Doa DAY 1 - Entering Death
Senin, 10 April 2023
"Cukuplah sudah! Sekarang, ya TUHAN, ambillah nyawaku, sebab aku ini tidak lebih baik daripada nenek moyangku." (1 Raj. 19:4).
Dua puluh tahun telah berlalu sejak saya pertama studi di Trinity Theological College, Singapore, yakni pada tahun 2003. Sebagian sejarah kehidupan saya terukir di sana. Artinya, TTC menjadi salah satu landmark (landmark moment) dalam sejarah kehidupan saya.
Saya menghirup aroma yang familiar, yakni aroma perpustakaan dan kamar yang masih sama dengan 20 tahun yang lalu. Banyak hal yang sama, kecuali sebagian besar dosen saya sudah emeritus dan MRT Hillview yang tepat berada tepat di depan kampus sangat mempermudah perjalanan. Makanan dan kopinya masih tetap tidak enak seperti dulu. The food tastes terrible and the coffee makes us miserable. Pohon-pohonnya sudah menjadi jauh lebih tinggi. Sebagian dosen yang masih mengajar sudah tampak lebih tua, termasuk saya.
Professor Simon Chan merekomendasikan saya beberapa buku sebagai pelengkap untuk menemani solitusi dan keheningan saya. Ternyata, saya bukan satu-satunya pastor yang mengambil waktu untuk retreat maupun studi mandiri (riset) di tempat ini. Ada yang mengambil waktu sebulan, 3 bulan, 6 bulan bahkan 1 tahun. Mereka dari berbagai negara seperti Thailand, Vietnam, Filipina dan China. Saya sangat bersyukur, sebab jam buka perpustakaannya adalah Senin-Jumat dari jam 9 pagi hingga 6 sore waktu setempat. Hal ini mempermudah saya untuk menggunakan fasilitas tersebut.
Saya mengantisipasi retreat pribadi yang saya namai dengan "Solitude and Silence" ini sejak lama. Sebab, saya pernah mengalami perjumpaan dengan TUHAN yang membuat saya terharu, menangis dan sangat bersyukur di awal tahun 2019. Kemudian setelah itu, saya mengupayakan 2 hari retreat setiap tahunnya. Kali ini saya mencoba menjalani retreat selama 7 hari. Tampaknya, ini retreat terpanjang yang pernah saya jalani.

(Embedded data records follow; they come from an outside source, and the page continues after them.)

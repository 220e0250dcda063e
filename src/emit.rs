//! Structured builder for generated source documents.
//!
//! Generators push typed [`Node`]s instead of concatenating strings; layout
//! (indentation, blank-line runs, empty blocks, trailing newline) is decided
//! in one place by [`Document::render`], so equal node lists always render to
//! identical bytes.

/// First line of every generated document.
pub const GENERATED_BANNER: &str = "/** @generated by abi-codegen - DO NOT EDIT. */";

const INDENT: &str = "  ";

/// One emission unit.
#[derive(Debug, Clone, PartialEq, Eq)]
pub enum Node {
    /// A single line of code at the current depth.
    Line(String),
    /// Separator; runs collapse to one and edges are dropped.
    Blank,
    /// `/** ... */` comment, one entry per line. A `*/` inside an entry is
    /// escaped so it cannot close the comment.
    DocComment(Vec<String>),
    /// `open`, indented body, `close`. Renders as `open` + `close` on one
    /// line when the body is empty.
    Block {
        open: String,
        body: Vec<Node>,
        close: String,
    },
    /// Verbatim multi-line text, re-indented to the current depth.
    Snippet(&'static str),
}

impl Node {
    pub fn line(text: impl Into<String>) -> Self {
        Node::Line(text.into())
    }

    pub fn block(open: impl Into<String>, body: Vec<Node>, close: impl Into<String>) -> Self {
        Node::Block {
            open: open.into(),
            body,
            close: close.into(),
        }
    }
}

/// Ordered list of nodes making up one output file.
#[derive(Debug, Clone, Default, PartialEq, Eq)]
pub struct Document {
    nodes: Vec<Node>,
}

impl Document {
    pub fn new() -> Self {
        Self::default()
    }

    /// A document that starts with [`GENERATED_BANNER`].
    pub fn generated() -> Self {
        let mut doc = Self::new();
        doc.push(Node::line(GENERATED_BANNER));
        doc.push(Node::Blank);
        doc
    }

    pub fn push(&mut self, node: Node) {
        self.nodes.push(node);
    }

    pub fn extend(&mut self, nodes: impl IntoIterator<Item = Node>) {
        self.nodes.extend(nodes);
    }

    pub fn render(&self) -> String {
        let mut lines = Vec::new();
        render_nodes(&self.nodes, 0, &mut lines);
        let lines = normalize(lines);

        let mut out = String::new();
        for line in lines {
            if let Some(text) = line {
                out.push_str(&text);
            }
            out.push('\n');
        }
        out
    }
}

// `None` marks a blank line.
type RenderedLine = Option<String>;

fn render_nodes(nodes: &[Node], depth: usize, out: &mut Vec<RenderedLine>) {
    for node in nodes {
        match node {
            Node::Line(text) => out.push(Some(indent(depth, text))),
            Node::Blank => out.push(None),
            Node::DocComment(lines) => render_doc_comment(lines, depth, out),
            Node::Block { open, body, close } => {
                let mut inner = Vec::new();
                render_nodes(body, depth + 1, &mut inner);
                let inner = normalize(inner);
                if inner.is_empty() {
                    out.push(Some(indent(depth, &format!("{open}{close}"))));
                } else {
                    out.push(Some(indent(depth, open)));
                    out.extend(inner);
                    out.push(Some(indent(depth, close)));
                }
            }
            Node::Snippet(text) => {
                for line in text.trim_matches('\n').lines() {
                    if line.trim().is_empty() {
                        out.push(None);
                    } else {
                        out.push(Some(indent(depth, line)));
                    }
                }
            }
        }
    }
}

fn render_doc_comment(lines: &[String], depth: usize, out: &mut Vec<RenderedLine>) {
    match lines {
        [] => {}
        [single] => out.push(Some(indent(
            depth,
            &format!("/** {} */", escape_comment(single)),
        ))),
        _ => {
            out.push(Some(indent(depth, "/**")));
            for line in lines {
                if line.is_empty() {
                    out.push(Some(indent(depth, " *")));
                } else {
                    out.push(Some(indent(depth, &format!(" * {}", escape_comment(line)))));
                }
            }
            out.push(Some(indent(depth, " */")));
        }
    }
}

fn escape_comment(text: &str) -> String {
    text.replace("*/", "*\\/")
}

fn normalize(lines: Vec<RenderedLine>) -> Vec<RenderedLine> {
    let mut out: Vec<RenderedLine> = Vec::with_capacity(lines.len());
    for line in lines {
        if line.is_none() && matches!(out.last(), None | Some(None)) {
            continue;
        }
        out.push(line);
    }
    while matches!(out.last(), Some(None)) {
        out.pop();
    }
    out
}

fn indent(depth: usize, text: &str) -> String {
    format!("{}{text}", INDENT.repeat(depth))
}

#[cfg(test)]
mod tests {
    use super::{Document, Node, GENERATED_BANNER};

    #[test]
    fn renders_nested_blocks_with_two_space_indent() {
        let mut doc = Document::new();
        doc.push(Node::block(
            "export class A {",
            vec![Node::block(
                "run(): void {",
                vec![Node::line("return;")],
                "}",
            )],
            "}",
        ));
        assert_eq!(
            doc.render(),
            "export class A {\n  run(): void {\n    return;\n  }\n}\n"
        );
    }

    #[test]
    fn empty_blocks_collapse_to_one_line() {
        let mut doc = Document::new();
        doc.push(Node::block("export interface Empty {", vec![Node::Blank], "}"));
        assert_eq!(doc.render(), "export interface Empty {}\n");
    }

    #[test]
    fn blank_runs_collapse_and_edges_are_trimmed() {
        let mut doc = Document::generated();
        doc.extend([Node::Blank, Node::Blank, Node::line("a"), Node::Blank, Node::Blank]);
        assert_eq!(doc.render(), format!("{GENERATED_BANNER}\n\na\n"));
    }

    #[test]
    fn doc_comments_use_single_line_form_when_possible() {
        let mut doc = Document::new();
        doc.push(Node::DocComment(vec!["one".to_string()]));
        doc.push(Node::DocComment(vec![
            "two".to_string(),
            String::new(),
            "three".to_string(),
        ]));
        assert_eq!(doc.render(), "/** one */\n/**\n * two\n *\n * three\n */\n");
    }

    #[test]
    fn doc_comments_cannot_be_closed_early() {
        let mut doc = Document::new();
        doc.push(Node::DocComment(vec!["a */ b".to_string()]));
        doc.push(Node::DocComment(vec!["x*/".to_string(), "*/*/".to_string()]));
        assert_eq!(
            doc.render(),
            "/** a *\\/ b */\n/**\n * x*\\/\n * *\\/*\\/\n */\n"
        );
    }

    #[test]
    fn snippets_are_reindented() {
        let mut doc = Document::new();
        doc.push(Node::block(
            "{",
            vec![Node::Snippet("\nfoo();\n\nbar();\n")],
            "}",
        ));
        assert_eq!(doc.render(), "{\n  foo();\n\n  bar();\n}\n");
    }
}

Semakin mendekati masa retreat, saya semakin takut dan khawatir. Di dalam hati saya muncul berbagai pertanyaan. Apakah istri dan anak saya akan baik-baik saja? Apakah jemaat GKI Duta Mas akan baik-baik saja? Bagaimana jika terjadi sesuatu pada mereka? Bagaimana jika TUHAN tidak berkenan menemui saya? Bagaimana jika TUHAN tidak berkenan berbicara kepada saya sehingga retreat saya menjadi sia-sia? Mungkin TUHAN berkenan menjumpai Musa, Elia dan Yeremia. Namun, siapakah saya? Apakah Dia berkenan menjumpai saya yang bukan siapa-siapa ini? Hati saya menjadi tidak tenang!
Saya cukup kaget ketika menemukan ferry yang saya tumpangi memutar film The Lion King. Saya baru saja menceritakan tentang Simba kecil yang dikepung oleh segerombolan hiena di dalam khotbah Jumat Agung. Ketika menyaksikan Simba duduk di samping bapaknya, saya menangis karena terbayang Kristus duduk di samping saya. Ketika melihat melihat bapak Simba mati di lembah, saya menangis karena terbayang saya telah membunuh Kristus akibat dosa-dosa saya. Saya adalah seorang yang berdosa. Saya teringat akan firman TUHAN di Amsal 20:9, "Siapakah dapat berkata: "Aku telah membersihkan hatiku, aku tahir dari dosaku?"
Dalam hari pertama retreat, saya mempelajari sesuatu yang baru. Ternyata, ketika saya retreat, saya bagaikan sudah mati. Relasi saya dengan istri dan anak terputus. Relasi dengan GKI Duta Mas terputus. Relasi dengan sahabat-sahabat saya terputus. Saya tidak dapat menghubungi mereka dan mereka tidak dapat menghubungi saya. Saya bagaikan mati dan berada bersama TUHAN. Ternyata, demikian rasanya apabila saya mati dan kembali kepada TUHAN.